- What to work on: Look through the data below for the line with "validation and defaults", and transcribe it exactly together with each line after it up to and including the line with "pub struct EngineConfig". Give nothing else.

- Exercise data:

-- -- --

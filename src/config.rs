//! Configuration management with validation and defaults

use serde::{Deserialize, Serialize};
use std::time::Duration;

/// Top-level configuration for the wagering core.
#[derive(Clone, Debug, Serialize, Deserialize, Default)]
pub struct FairstakeConfig {
    pub engine: EngineConfig,
    pub storage: StorageConfig,
    pub monitoring: MonitoringConfig,
}

/// Game-engine tunables
#[derive(Clone, Debug, Serialize, Deserialize)]
pub struct EngineConfig {
    /// Minimum stake, minor units.
    pub min_bet: f64,
    /// Maximum stake, minor units.
    pub max_bet: f64,
    /// House edge applied to the crash curve.
    pub house_edge: f64,
    /// Crash tick period in milliseconds.
    pub crash_tick_ms: u64,
    /// Multiplier increment per crash tick.
    pub crash_tick_increment: f64,
    /// Mines per minefield.
    pub mine_count: usize,
    /// Minefield cell count.
    pub grid_size: usize,
    /// Bets (and dice plays) allowed per user per minute.
    pub bet_rate_per_min: u32,
    /// Cashouts allowed per user per minute.
    pub cashout_rate_per_min: u32,
    /// Mine reveals allowed per user per minute.
    pub reveal_rate_per_min: u32,
    /// How often the stale-game reaper runs, seconds.
    pub reaper_interval_secs: u64,
    /// Age after which an untouched live game is force-crashed, seconds.
    pub stale_game_max_age_secs: u64,
}

impl Default for EngineConfig {
    fn default() -> Self {
        Self {
            min_bet: 1.0,
            max_bet: 10_000.0,
            house_edge: 0.01,
            crash_tick_ms: 100,
            crash_tick_increment: 0.01,
            mine_count: 3,
            grid_size: 25,
            bet_rate_per_min: 30,
            cashout_rate_per_min: 60,
            reveal_rate_per_min: 120,
            reaper_interval_secs: 300,
            stale_game_max_age_secs: 600,
        }
    }
}

/// Storage configuration
#[derive(Clone, Debug, Serialize, Deserialize)]
pub struct StorageConfig {
    pub data_directory: String,
    pub write_buffer_size_mb: usize,
    pub max_write_buffer_number: usize,
    pub compression_type: CompressionType,
}

#[derive(Clone, Debug, Serialize, Deserialize)]
pub enum CompressionType {
    None,
    Snappy,
    Lz4,
    Zstd,
}

impl Default for StorageConfig {
    fn default() -> Self {
        Self {
            data_directory: "./DB/fairstake_data".to_string(),
            write_buffer_size_mb: 64,
            max_write_buffer_number: 4,
            compression_type: CompressionType::Lz4,
        }
    }
}

/// Monitoring and logging configuration
#[derive(Clone, Debug, Serialize, Deserialize)]
pub struct MonitoringConfig {
    pub enable_logging: bool,
    pub log_level: LogLevel,
}

#[derive(Clone, Debug, Serialize, Deserialize)]
pub enum LogLevel {
    Error,
    Warn,
    Info,
    Debug,
    Trace,
}

impl Default for MonitoringConfig {
    fn default() -> Self {
        Self {
            enable_logging: true,
            log_level: LogLevel::Info,
        }
    }
}

impl FairstakeConfig {
    /// Production preset: conservative buffers, persistent data directory.
    pub fn production() -> Self {
        Self {
            storage: StorageConfig {
                data_directory: "./DB/fairstake_data".to_string(),
                write_buffer_size_mb: 128,
                max_write_buffer_number: 6,
                compression_type: CompressionType::Lz4,
            },
            ..Default::default()
        }
    }

    /// Validate for logical consistency.
    pub fn validate(&self) -> Result<(), ConfigValidationError> {
        if self.engine.min_bet < 1.0 {
            return Err(ConfigValidationError::InvalidValue(
                "min_bet must be >= 1".to_string(),
            ));
        }

        if self.engine.max_bet < self.engine.min_bet {
            return Err(ConfigValidationError::LogicalInconsistency(
                "max_bet must be >= min_bet".to_string(),
            ));
        }

        if !(0.0..1.0).contains(&self.engine.house_edge) {
            return Err(ConfigValidationError::InvalidValue(
                "house_edge must be in [0, 1)".to_string(),
            ));
        }

        if self.engine.crash_tick_ms == 0 || self.engine.crash_tick_increment <= 0.0 {
            return Err(ConfigValidationError::InvalidValue(
                "crash tick period and increment must be > 0".to_string(),
            ));
        }

        if self.engine.mine_count == 0 || self.engine.mine_count >= self.engine.grid_size {
            return Err(ConfigValidationError::LogicalInconsistency(
                "mine_count must be > 0 and < grid_size".to_string(),
            ));
        }

        // A reaper slower than the stale cutoff leaves dead games ticking.
        if self.engine.reaper_interval_secs > self.engine.stale_game_max_age_secs {
            return Err(ConfigValidationError::LogicalInconsistency(
                "reaper interval must not exceed the stale-game cutoff".to_string(),
            ));
        }

        Ok(())
    }

    pub fn crash_tick(&self) -> Duration {
        Duration::from_millis(self.engine.crash_tick_ms)
    }

    pub fn reaper_interval(&self) -> Duration {
        Duration::from_secs(self.engine.reaper_interval_secs)
    }

    pub fn stale_game_max_age(&self) -> Duration {
        Duration::from_secs(self.engine.stale_game_max_age_secs)
    }
}

/// Configuration validation errors
#[derive(Debug, Clone)]
pub enum ConfigValidationError {
    InvalidValue(String),
    LogicalInconsistency(String),
}

impl std::fmt::Display for ConfigValidationError {
    fn fmt(&self, f: &mut std::fmt::Formatter<'_>) -> std::fmt::Result {
        match self {
            ConfigValidationError::InvalidValue(msg) => {
                write!(f, "Invalid configuration value: {}", msg)
            }
            ConfigValidationError::LogicalInconsistency(msg) => {
                write!(f, "Configuration logical inconsistency: {}", msg)
            }
        }
    }
}

impl std::error::Error for ConfigValidationError {}

#[cfg(test)]
mod tests {
    use super::*;

    #[test]
    fn test_default_config_is_valid() {
        assert!(FairstakeConfig::default().validate().is_ok());
    }

    #[test]
    fn test_production_config_is_valid() {
        assert!(FairstakeConfig::production().validate().is_ok());
    }

    #[test]
    fn test_bet_range_validation() {
        let mut config = FairstakeConfig::default();
        config.engine.max_bet = 0.5;
        assert!(config.validate().is_err());
    }

    #[test]
    fn test_reaper_timing_validation() {
        let mut config = FairstakeConfig::default();
        config.engine.reaper_interval_secs = 1_200;
        config.engine.stale_game_max_age_secs = 600;
        assert!(config.validate().is_err());
    }

    #[test]
    fn test_duration_conversions() {
        let config = FairstakeConfig::default();
        assert_eq!(config.crash_tick(), Duration::from_millis(100));
        assert_eq!(config.reaper_interval(), Duration::from_secs(300));
        assert_eq!(config.stale_game_max_age(), Duration::from_secs(600));
    }
}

-- -- --

- Solution for this exercise:
//! Configuration management with validation and defaults

use serde::{Deserialize, Serialize};
use std::time::Duration;

/// Top-level configuration for the wagering core.
#[derive(Clone, Debug, Serialize, Deserialize, Default)]
pub struct FairstakeConfig {
    pub engine: EngineConfig,
    pub storage: StorageConfig,
    pub monitoring: MonitoringConfig,
}

/// Game-engine tunables
#[derive(Clone, Debug, Serialize, Deserialize)]
pub struct EngineConfig {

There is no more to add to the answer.